Sorry I couldn't resist posting this

Is the `F00F`[1] bug (or other HCF bugs[2]) what might happen if such
a property is not guaranteed by the hardware? I was actually very
surprised that modern hardware could be designed without any such
problems...

[1] https://en.wikipedia.org/wiki/Pentium_F00F_bug
[2] https://en.wikipedia.org/wiki/Halt_and_Catch_Fire

>
>>
>> And even if it isn't perpetual, what guarantees that the CPU completes in a bounded number of steps?
>
>
>
>
>>
>>
>>
>> On Saturday, August 25, 2018 at 9:39:13 AM UTC+3, Gil Tene wrote:
>>>
>>> Wait-free, Lock-free, and Obstruction-free are well defined things. They are all non-blocking, such that suspended threads cannot indefinitely prevent all others from making progress, but they differ in the forward progress expectations of individual threads. The "Non-blocking algorithm" wikipedia entry does a fair job of explaining what each means. It is forward progress in a bounded number of steps, rather than "fairness", that is key. You can be extremely unfair (as in making forward progress at 1,000,000,000:1 ratios) and wait-free at the same time.
>>>
>>> There is a difference between the wait-free/lock-free classification of an operation/instruction and the classification of a mechanism/algorithm using that operation/instruction...
>>>
>>> Both the LOCK XADD operation and LOCK CAS operations are wait free.
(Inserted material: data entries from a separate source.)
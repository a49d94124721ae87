use serde::{Deserialize, Serialize};

/// Local icon for a provider condition id.
#[derive(Debug, Clone, Copy, PartialEq, Eq, Hash, Serialize, Deserialize)]
#[serde(rename_all = "snake_case")]
pub enum IconId {
    Thunderstorm,
    Drizzle,
    Rain,
    Snow,
    Atmosphere,
    Clear,
    Cloudy,
    Default,
}

impl IconId {
    pub fn as_str(&self) -> &'static str {
        match self {
            IconId::Thunderstorm => "thunderstorm",
            IconId::Drizzle => "drizzle",
            IconId::Rain => "rain",
            IconId::Snow => "snow",
            IconId::Atmosphere => "atmosphere",
            IconId::Clear => "clear",
            IconId::Cloudy => "cloudy",
            IconId::Default => "default",
        }
    }

    /// Asset file shipped with the web widget for this icon.
    pub fn file_name(&self) -> &'static str {
        match self {
            IconId::Thunderstorm => "thunderstorm.png",
            IconId::Drizzle => "drizzle.png",
            IconId::Rain => "rain.png",
            IconId::Snow => "snowy.png",
            IconId::Atmosphere => "atmosphere.png",
            IconId::Clear => "sunny.png",
            IconId::Cloudy => "cloud.png",
            IconId::Default => "default.png",
        }
    }
}

impl std::fmt::Display for IconId {
    fn fmt(&self, f: &mut std::fmt::Formatter<'_>) -> std::fmt::Result {
        f.write_str(self.as_str())
    }
}

/// Maps an OpenWeatherMap condition id to an icon. Ranges are inclusive and
/// anything outside them falls back to [`IconId::Default`].
pub fn map_condition_to_icon(condition_id: u16) -> IconId {
    match condition_id {
        200..=232 => IconId::Thunderstorm,
        300..=321 => IconId::Drizzle,
        500..=531 => IconId::Rain,
        600..=622 => IconId::Snow,
        701..=781 => IconId::Atmosphere,
        800 => IconId::Clear,
        801..=804 => IconId::Cloudy,
        _ => IconId::Default,
    }
}

#[cfg(test)]
mod tests {
    use super::*;

    #[test]
    fn thunderstorm_band_and_its_edges() {
        for id in 200..=232 {
            assert_eq!(map_condition_to_icon(id), IconId::Thunderstorm, "id {id}");
        }
        assert_eq!(map_condition_to_icon(199), IconId::Default);
        assert_eq!(map_condition_to_icon(233), IconId::Default);
    }

    #[test]
    fn clear_sits_between_default_and_cloudy() {
        assert_eq!(map_condition_to_icon(799), IconId::Default);
        assert_eq!(map_condition_to_icon(800), IconId::Clear);
        assert_eq!(map_condition_to_icon(801), IconId::Cloudy);
        assert_eq!(map_condition_to_icon(804), IconId::Cloudy);
        assert_eq!(map_condition_to_icon(805), IconId::Default);
    }

    #[test]
    fn remaining_bands() {
        let cases = [
            (300, IconId::Drizzle),
            (321, IconId::Drizzle),
            (322, IconId::Default),
            (500, IconId::Rain),
            (531, IconId::Rain),
            (600, IconId::Snow),
            (622, IconId::Snow),
            (700, IconId::Default),
            (701, IconId::Atmosphere),
            (781, IconId::Atmosphere),
            (0, IconId::Default),
        ];
        for (id, icon) in cases {
            assert_eq!(map_condition_to_icon(id), icon, "id {id}");
        }
    }

    #[test]
    fn file_names_match_widget_assets() {
        assert_eq!(IconId::Clear.file_name(), "sunny.png");
        assert_eq!(IconId::Snow.file_name(), "snowy.png");
        assert_eq!(IconId::Cloudy.to_string(), "cloudy");
    }
}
There is nothing any other processor can do to prevent your processor from making forward progress and eventually (in a bound number of steps) executing either instruction. In fact, [at the very least] all user-mode x86 CPU instructions are trivially wait free, otherwise very bad things could be done by user-mode code...
>>>
>>> The key difference between a LOCK XADD and a LOCK CAS is that the LOCK XADD will actually and unconditionally force a visible change to the shared memory state in a way that no other processor can prevent, while the shared memory effect of a LOCK CAS operation is a conditional, and will only occur if the compare shows that the expected value and the memory value are the same. Simple (but by no means all) uses of CAS often perform retry loops in lock-free, but not wait-free, mechanisms.
>>>
>>> It is easy to see how one can use LOCK XADD operations to build wait-free mechanisms. E.g. implementing a wait-free atomic counter using XADD is trivial. It is similarly useful in more complicated synchronization primitives, like e.g. my WriterReaderPhaser, which is wait free on architectures that support atomic increment operations, but (in my current implementation) is only lock free on architectures that force us to resort to a CAS.. It is somewhat harder to construct wait-free mechanisms using LOCK CAS, but it is by no means not impossible, and usually just means some extra complexity and spending some more memory per concurrent thread or cpu. e.g. see "Wait-Free Queues With Multiple Enqueuers and Dequeuers", where wait free queues are implemented using CAS constructs.
>>>
>>> On Friday, August 24, 2018 at 10:00:22 PM UTC-7, Peter Veentjer wrote:
>>>>
>>>> I'm polishing up my lock free knowledge and one question keeps on bugging me.
>>>>
>>>> The question is about the LOCK XADD and why it is considered to be wait free.
>>>>
>>>> AFAIK for wait freedom there needs to be some fairness.
>>>>
>>>> So image a concurrent counter using a spin on a cas to increment a counter, then at least 1 thread wins and makes progress. Therefor this implementation is lock free. It isn't wait free because some thread could be spinning without bound. The problem here is that there is no fairness.
>>>>
>>>> Now imagine this counter would be implemented using a LOCK XADD and therefor there is no need for a loop. What is guaranteeing that every thread is going to make progress in a bound number of steps? E.g. could it happen that one thread is continuously denied exclusive access to the memory and therefor it won't complete in a bound number of steps? Or do the request get stored in some kind of list and the requests are processed in this order? This order would provide fairness and then it will be wait free.
>>>>
>>>> I have been looking at the Intel documentation of LOCK XADD; but it remains unclear.
>
> --
> You received this message because you are subscribed to the Google Groups "mechanical-sympathy" group.
> To unsubscribe from this group and stop receiving emails from it, send an email to mechanical-symp...@googlegroups.com.
> For more options, visit https://groups.google.com/d/optout.

Ross Bencina

unread,
Aug 28, 2018, 7:18:19 AM8/28/18
to mechanica...@googlegroups.com
Hi Peter,

I'm not sure that it addresses the issue of hardware fairness, but this
paper compares CAS and LOCK XADD behavior on relatively modern x86:

"Evaluating the Cost of Atomic Operations on Modern Architectures,"
Hermann Schweizer, Maciej Besta, and Torsten Hoefler.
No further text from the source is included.